Items listed in a dataset
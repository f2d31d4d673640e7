use clap::{Parser, Subcommand};
use ddsave::header::HEADER_SIZE;
use ddsave::{Container, ContainerState, Header, HeaderField, OpenOptions, SaveVariant};
use serde::Serialize;
use std::fs::File;
use std::io::BufReader;
use std::path::{Path, PathBuf};

#[derive(Parser)]
#[command(name = "ddsave", about = "Dragon's Dogma: Dark Arisen save container tool")]
struct Cli {
    /// Accept big-endian (console) headers. Their layout is unconfirmed.
    #[arg(long, global = true)]
    allow_big_endian: bool,
    #[command(subcommand)]
    command: Commands,
}

#[derive(Subcommand)]
enum Commands {
    /// Extract the markup payload from a save
    Unpack {
        input: PathBuf,
        /// Defaults to `<INPUT>.xml`
        #[arg(short, long)]
        output: Option<PathBuf>,
    },
    /// Build a save container from a save or a markup file
    Pack {
        input: PathBuf,
        #[arg(short, long)]
        output: PathBuf,
    },
    /// Show header fields
    Info {
        input: PathBuf,
        /// Print as JSON
        #[arg(long)]
        json: bool,
    },
    /// Check stored sizes and checksum against the payload
    Verify {
        input: PathBuf,
    },
}

#[derive(Serialize)]
struct InfoReport<'a> {
    path:          &'a Path,
    description:   String,
    header:        &'a Header,
    variant:       SaveVariant,
    packed:        bool,
    raw_header:    String,
    payload_bytes: usize,
}

fn main() -> Result<(), Box<dyn std::error::Error>> {
    env_logger::init();
    let cli = Cli::parse();
    let base = OpenOptions { allow_big_endian: cli.allow_big_endian, verify: false };

    match cli.command {

        // ── Unpack ───────────────────────────────────────────────────────────
        Commands::Unpack { input, output } => {
            let save = open_save(&input, &base)?;
            let output = output.unwrap_or_else(|| with_suffix(&input, ".xml"));
            std::fs::write(&output, save.unpack())?;
            println!("Unpacked {} bytes to: {}", save.unpack().len(), output.display());
        }

        // ── Pack ─────────────────────────────────────────────────────────────
        Commands::Pack { input, output } => {
            let save = open_save(&input, &base)?;
            let packed = save.pack()?;
            let header = Header::parse(&packed[..HEADER_SIZE])?;
            std::fs::write(&output, &packed)?;
            println!("  payload     {} B", header.uncompressed_size);
            println!("  compressed  {} B", header.compressed_size);
            println!("  checksum    {:#010x}", header.checksum);
            println!("Created: {}", output.display());
        }

        // ── Info ─────────────────────────────────────────────────────────────
        Commands::Info { input, json } => {
            let save   = open_save(&input, &base)?;
            let header = save.header();
            let report = InfoReport {
                path:          &input,
                description:   header.to_string(),
                header,
                variant:       header.variant(),
                packed:        save.state() == ContainerState::Loaded,
                raw_header:    hex::encode(header.serialize()),
                payload_bytes: save.unpack().len(),
            };

            if json {
                println!("{}", serde_json::to_string_pretty(&report)?);
                return Ok(());
            }

            println!("── {} ──", report.description);
            println!("  Path           {}", input.display());
            println!("  Byte order     {}", header.endian().name());
            if !report.packed {
                println!("  (markup payload: size and checksum fields are filled on pack)");
            }
            for (i, field) in HeaderField::ALL.iter().enumerate() {
                println!("  [{i}] {:<18} {:#010x}", field.name(), header.field(*field));
            }
            println!("  Raw header     {}", report.raw_header);
            println!("  Payload        {} B", report.payload_bytes);
        }

        // ── Verify ───────────────────────────────────────────────────────────
        Commands::Verify { input } => {
            let save = open_save(&input, &OpenOptions { verify: true, ..base })?;
            match save.state() {
                ContainerState::Loaded => {
                    let header = save.header();
                    println!("OK  {}", input.display());
                    println!("  uncompressed  {} B", header.uncompressed_size);
                    println!("  compressed    {} B", header.compressed_size);
                    println!("  checksum      {:#010x}", header.checksum);
                }
                ContainerState::Fresh => {
                    println!("{} is a markup payload; nothing to verify", input.display());
                }
            }
        }
    }

    Ok(())
}

// ── helpers ──────────────────────────────────────────────────────────────────

fn open_save(path: &Path, opts: &OpenOptions) -> Result<Container, Box<dyn std::error::Error>> {
    let file = BufReader::new(File::open(path)?);
    Ok(Container::open_with(file, opts)?)
}

fn with_suffix(path: &Path, suffix: &str) -> PathBuf {
    let mut s = path.as_os_str().to_owned();
    s.push(suffix);
    PathBuf::from(s)
}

▶ What is expected: Only the span from the line with "let file = BufReader::new(File::open(path)?);" through the final line of the records goes in the output, each line unchanged.

▶ Response area:
    let file = BufReader::new(File::open(path)?);
    Ok(Container::open_with(file, opts)?)
}

fn with_suffix(path: &Path, suffix: &str) -> PathBuf {
    let mut s = path.as_os_str().to_owned();
    s.push(suffix);
    PathBuf::from(s)
}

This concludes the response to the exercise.